Signing over parental rights?

My husband had an affair and we are trying to work through our relationship. The woman has not had the child yet, therefore we don’t know who the child belongs to.. They agreed on adoption and she now has had a change of heart. What can we do in order to sign over his parental rights if he is the father? He thought that she was going to go through with having the child adopted and this was a verbal agreement. We need help ASAP and don’t know where to start? If the child is his, does he have to sign the birth certificate?

Chas answers:

Hi, You are going through a situation that would’ve ended many marriages. I commend both of you for the love you share and the desire to work through this. If your husband is found to be the father, you both could be a part of this child’s life. Although adoption or relinquishing parental rights seems like an easy answer right now, the long-term effects on your husband could be detrimental to your relationship. He will always think about this child and wonder.
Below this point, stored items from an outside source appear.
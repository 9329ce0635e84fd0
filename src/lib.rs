pub mod config;
pub mod error;
pub mod i18n;
pub mod retry;
pub mod run;
pub mod server;
pub mod speech;
pub mod translation;
pub mod usage;
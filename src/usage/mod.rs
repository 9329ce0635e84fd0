//! Usage tracking: the CSV ledger, the statistics drawn from it, and the
//! free-form history log.

mod history;
mod ledger;
mod stats;

pub use history::{HistoryEntry, HistoryLog};
pub use ledger::{aggregate, AggregatedCount, UsageLedger, UsageRecord, LEDGER_HEADER};
pub use stats::{max, mean, Share, UsageSummary};

/// Run file I/O on the blocking pool so async workers stay free.
///
/// A panic inside `f` is resumed on the calling task.
pub async fn run_blocking<T, F>(f: F) -> T
where
    F: FnOnce() -> T + Send + 'static,
    T: Send + 'static,
{
    match tokio::task::spawn_blocking(f).await {
        Ok(value) => value,
        Err(e) => std::panic::resume_unwind(e.into_panic()),
    }
}
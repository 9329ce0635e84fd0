//! Language type: a catalog entry that has already been validated.
//!
//! A `Language` can only be obtained from [`LanguageCatalog`](crate::i18n::LanguageCatalog),
//! so holding one proves the display name was a catalog key when it was
//! resolved. The run keeps this handle instead of the raw user input.

use serde::Serialize;
use std::fmt;

/// A resolved translation target.
#[derive(Debug, Clone, Copy, PartialEq, Eq, Hash, Serialize)]
pub struct Language {
    /// Display name (e.g., "French")
    name: &'static str,

    /// Translation service code (e.g., "fr")
    code: &'static str,
}

impl Language {
    pub(crate) fn new(name: &'static str, code: &'static str) -> Self {
        Self { name, code }
    }

    /// Get the display name shown in the language picker.
    pub fn name(&self) -> &'static str {
        self.name
    }

    /// Get the code sent to the translation and speech services.
    pub fn code(&self) -> &'static str {
        self.code
    }
}

impl fmt::Display for Language {
    fn fmt(&self, f: &mut fmt::Formatter<'_>) -> fmt::Result {
        write!(f, "{} ({})", self.name, self.code)
    }
}
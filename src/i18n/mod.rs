//! Translation targets offered by the page.
//!
//! # Architecture
//!
//! - `catalog`: the fixed name → service-code table and its sorted enumeration
//! - `language`: the validated `Language` handle a run carries once resolved
//!
//! # Example
//!
//! ```rust,ignore
//! use language_translator::i18n::LanguageCatalog;
//!
//! let catalog = LanguageCatalog::builtin();
//! let code = catalog.code_for("French")?; // "fr"
//! let names = catalog.all_names_sorted();
//! ```

mod catalog;
mod language;

pub use catalog::LanguageCatalog;
pub use language::Language;
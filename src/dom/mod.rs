//! Document model used by the scanner
//!
//! This module provides the read-only view of a page that locator synthesis runs against.
//! It includes:
//! - ElementNode: serialized snapshot of a node as captured from the browser
//! - DomTree: arena document with parent pointers built from a snapshot
//! - XPath: evaluator for the subset of XPath that generated locators use
//! - Ancestry / Document: the capabilities locator code needs from a document

pub mod element;
pub mod tree;
pub mod xpath;

pub use element::{BoundingBox, ElementNode};
pub use tree::{DomTree, NodeId};
pub use xpath::XPath;

use crate::error::Result;

/// Minimal structural view needed to build positional paths
pub trait Ancestry {
    type Node: Copy + Eq + std::fmt::Debug;

    /// Parent element, or `None` for the top-level element
    fn parent_element(&self, node: Self::Node) -> Option<Self::Node>;

    fn tag_name(&self, node: Self::Node) -> &str;

    fn element_id(&self, node: Self::Node) -> Option<&str>;

    /// Number of elements with this tag in the whole document
    fn tag_count(&self, tag: &str) -> usize;

    /// 1-based position among same-tag siblings
    fn sibling_position(&self, node: Self::Node) -> usize;
}

/// Everything locator synthesis and validation read from a document
pub trait Document: Ancestry {
    fn attribute(&self, node: Self::Node, name: &str) -> Option<&str>;

    /// Rendered text of the element
    fn inner_text(&self, node: Self::Node) -> String;

    fn client_rects(&self, node: Self::Node) -> &[BoundingBox];

    /// Nearest strict ancestor with the given tag
    fn closest_ancestor(&self, node: Self::Node, tag: &str) -> Option<Self::Node>;

    /// Nodes matched by an expression, in document order
    fn evaluate(&self, xpath: &str) -> Result<Vec<Self::Node>>;

    /// Number of matches, or `None` when the expression cannot be evaluated
    fn match_count(&self, xpath: &str) -> Option<usize> {
        self.evaluate(xpath).ok().map(|nodes| nodes.len())
    }
}

#[cfg(test)]
mod tests {
    use super::*;

    #[test]
    fn test_element_node_export() {
        let element = ElementNode::new("div");
        assert_eq!(element.tag_name, "div");
    }

    #[test]
    fn test_dom_tree_export() {
        let tree = DomTree::new(ElementNode::new("body"));
        let root = tree.document_element().unwrap();
        assert_eq!(tree.tag_name(root), "body");
    }

    #[test]
    fn test_match_count() {
        let tree = DomTree::new(
            ElementNode::new("html")
                .with_child(ElementNode::new("p"))
                .with_child(ElementNode::new("p")),
        );

        assert_eq!(tree.match_count("//p"), Some(2));
        assert_eq!(tree.match_count("//p["), None);
    }
}
use crate::audit::InfractionRecord;
use crate::scan::record::{ElementRecord, FrameLocator};

/// State owned by one frame across scans: its identity, the list built by the current
/// scan, and whether the inspector is attached
#[derive(Debug, Clone, Default)]
pub struct ScanSession {
    frame: FrameLocator,
    elements: Vec<ElementRecord>,
    iframes: Vec<ElementRecord>,
    infractions: Vec<InfractionRecord>,
    inspector_active: bool,
}

impl ScanSession {
    /// Session for a child frame, identity not yet assigned
    pub fn new() -> Self {
        Self::default()
    }

    /// Session for the top-level document
    pub fn root() -> Self {
        Self {
            frame: FrameLocator::Root,
            ..Self::default()
        }
    }

    pub fn frame(&self) -> &FrameLocator {
        &self.frame
    }

    pub fn set_frame(&mut self, frame: FrameLocator) {
        self.frame = frame;
    }

    /// Drop everything collected by the previous scan
    pub fn begin_scan(&mut self) {
        self.elements.clear();
        self.iframes.clear();
        self.infractions.clear();
    }

    /// Put a record at the front, replacing an existing record for the same element
    pub fn admit(&mut self, record: ElementRecord) {
        self.elements.retain(|existing| !existing.same_element(&record));
        self.elements.insert(0, record);
    }

    /// Admit an iframe record unless one with the same xpath was already admitted
    pub fn admit_iframe(&mut self, record: ElementRecord) -> bool {
        if self.iframes.iter().any(|existing| existing.xpath == record.xpath) {
            return false;
        }
        self.iframes.push(record.clone());
        self.admit(record);
        true
    }

    /// Records admitted by the current scan, most recent first
    pub fn elements(&self) -> &[ElementRecord] {
        &self.elements
    }

    pub fn iframes(&self) -> &[ElementRecord] {
        &self.iframes
    }

    pub fn set_infractions(&mut self, infractions: Vec<InfractionRecord>) {
        self.infractions = infractions;
    }

    pub fn infractions(&self) -> &[InfractionRecord] {
        &self.infractions
    }

    pub fn inspector_active(&self) -> bool {
        self.inspector_active
    }

    pub fn set_inspector_active(&mut self, active: bool) {
        self.inspector_active = active;
    }
}
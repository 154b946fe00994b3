use thiserror::Error;

/// Errors produced while scanning, evaluating locators, or talking to the browser
#[derive(Debug, Error)]
pub enum ScanError {
    /// The expression is outside the supported XPath subset or malformed
    #[error("Invalid XPath '{expression}': {reason}")]
    InvalidXPath { expression: String, reason: String },

    #[error("Storage error: {0}")]
    Storage(String),

    #[error("Serialization error: {0}")]
    Serialization(#[from] serde_json::Error),

    #[error("I/O error: {0}")]
    Io(#[from] std::io::Error),

    #[error("Failed to launch browser: {0}")]
    LaunchFailed(String),

    #[error("Failed to connect to browser: {0}")]
    ConnectionFailed(String),

    #[error("Tab operation failed: {0}")]
    TabOperationFailed(String),

    #[error("Navigation failed: {0}")]
    NavigationFailed(String),

    #[error("Page snapshot failed: {0}")]
    SnapshotFailed(String),

    #[error("Highlight failed: {0}")]
    HighlightFailed(String),
}

impl ScanError {
    pub fn invalid_xpath(expression: impl Into<String>, reason: impl Into<String>) -> Self {
        ScanError::InvalidXPath {
            expression: expression.into(),
            reason: reason.into(),
        }
    }
}

/// Result alias used across the crate
pub type Result<T> = std::result::Result<T, ScanError>;

#[cfg(test)]
mod tests {
    use super::*;

    #[test]
    fn test_invalid_xpath_message() {
        let err = ScanError::invalid_xpath("//a[", "unterminated predicate");
        assert_eq!(err.to_string(), "Invalid XPath '//a[': unterminated predicate");
    }

    #[test]
    fn test_from_serde_error() {
        let parse: std::result::Result<serde_json::Value, _> = serde_json::from_str("{");
        let err: ScanError = parse.unwrap_err().into();
        assert!(matches!(err, ScanError::Serialization(_)));
    }
}
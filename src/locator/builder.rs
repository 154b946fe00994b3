use crate::dom::Document;
use crate::locator::uniqueness::{UniquenessEvaluator, generate_xpath};
use crate::locator::{Locator, Quality};

/// Attribute-based strategies after `id`, in priority order
const ATTRIBUTE_STRATEGIES: &[(Strategy, &str)] = &[
    (Strategy::Name, "name"),
    (Strategy::FormControlName, "formcontrolname"),
    (Strategy::Placeholder, "placeholder"),
    (Strategy::Value, "value"),
    (Strategy::Role, "role"),
    (Strategy::Alt, "alt"),
];

/// Tags whose class attribute is too volatile to locate by
const CLASS_EXCLUDED_TAGS: &[&str] = &["button", "a", "span"];

/// Tags located by their rendered text
const TEXT_TAGS: &[&str] = &["button", "a", "input", "span", "li", "option"];

/// Which source a locator candidate is built from
#[derive(Debug, Clone, Copy, PartialEq, Eq, Hash)]
pub enum Strategy {
    Id,
    Name,
    FormControlName,
    Placeholder,
    Value,
    Role,
    Alt,
    Class,
    Text,
    Positional,
}

impl Strategy {
    /// Attribute the candidate is keyed on, if any
    pub fn attribute(self) -> Option<&'static str> {
        match self {
            Strategy::Id => Some("id"),
            Strategy::Class => Some("class"),
            other => ATTRIBUTE_STRATEGIES
                .iter()
                .find(|(strategy, _)| *strategy == other)
                .map(|(_, attribute)| *attribute),
        }
    }
}

/// Builds the best available locator for an element
pub struct LocatorBuilder<'a, D: Document + ?Sized> {
    document: &'a D,
    evaluator: UniquenessEvaluator<'a, D>,
}

impl<'a, D: Document + ?Sized> LocatorBuilder<'a, D> {
    pub fn new(document: &'a D) -> Self {
        Self {
            document,
            evaluator: UniquenessEvaluator::new(document),
        }
    }

    /// Pick the first applicable strategy; attributes count when present, even if empty
    pub fn strategy(&self, tag: &str, node: D::Node) -> Strategy {
        let tag = tag.to_ascii_lowercase();
        let has = |name: &str| self.document.attribute(node, name).is_some();

        if has("id") {
            return Strategy::Id;
        }

        if let Some((strategy, _)) = ATTRIBUTE_STRATEGIES.iter().find(|(_, name)| has(*name)) {
            return *strategy;
        }

        if has("class") && !CLASS_EXCLUDED_TAGS.contains(&tag.as_str()) {
            Strategy::Class
        } else if TEXT_TAGS.contains(&tag.as_str()) {
            Strategy::Text
        } else {
            Strategy::Positional
        }
    }

    /// Build the locator for `node`, which was found under `tag`
    pub fn build(&self, tag: &str, node: D::Node) -> Locator {
        let tag = tag.to_ascii_lowercase();

        match self.strategy(&tag, node) {
            Strategy::Positional => self.positional(node),
            Strategy::Text => self.by_text(&tag, node),
            strategy => {
                // Only Id, Class and the attribute table reach this arm
                let Some(attribute) = strategy.attribute() else {
                    return self.positional(node);
                };
                let value = self.document.attribute(node, attribute).unwrap_or_default();
                let base = if strategy == Strategy::Id {
                    Quality::Id
                } else {
                    Quality::Attribute
                };
                let candidate = format!("//{}[@{}=\"{}\"]", tag, attribute, value);
                self.evaluator.evaluate(&candidate, node, base)
            }
        }
    }

    fn by_text(&self, tag: &str, node: D::Node) -> Locator {
        let text = self.document.inner_text(node);
        if text.is_empty() {
            return self.positional(node);
        }

        let candidate = match text.split_once('\n') {
            Some((first_line, _)) => format!("//{}[contains(text(),\"{}\")]", tag, first_line),
            None => format!("//{}[text()=\"{}\"]", tag, text),
        };
        self.evaluator.evaluate(&candidate, node, Quality::Attribute)
    }

    fn positional(&self, node: D::Node) -> Locator {
        Locator::new(generate_xpath(self.document, node, false), Quality::Positional)
    }
}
If you husband is the father, yes, he will pay child support. The courts do not allow a parent to relinquish their rights simply to avoid this. The mother is under no obligation to place the child for adoption, it is her choice. Honestly, a child deserves to grow up knowing both their parents and being loved by all. I can only imagine the pain you’ve gone through, I’m hoping you can forgive your husband and if he is the father, welcome the child.

I know this isn’t the answer you were hoping for. We’re all human. We make mistakes. What matters in life is how we handle the curves life sends our way.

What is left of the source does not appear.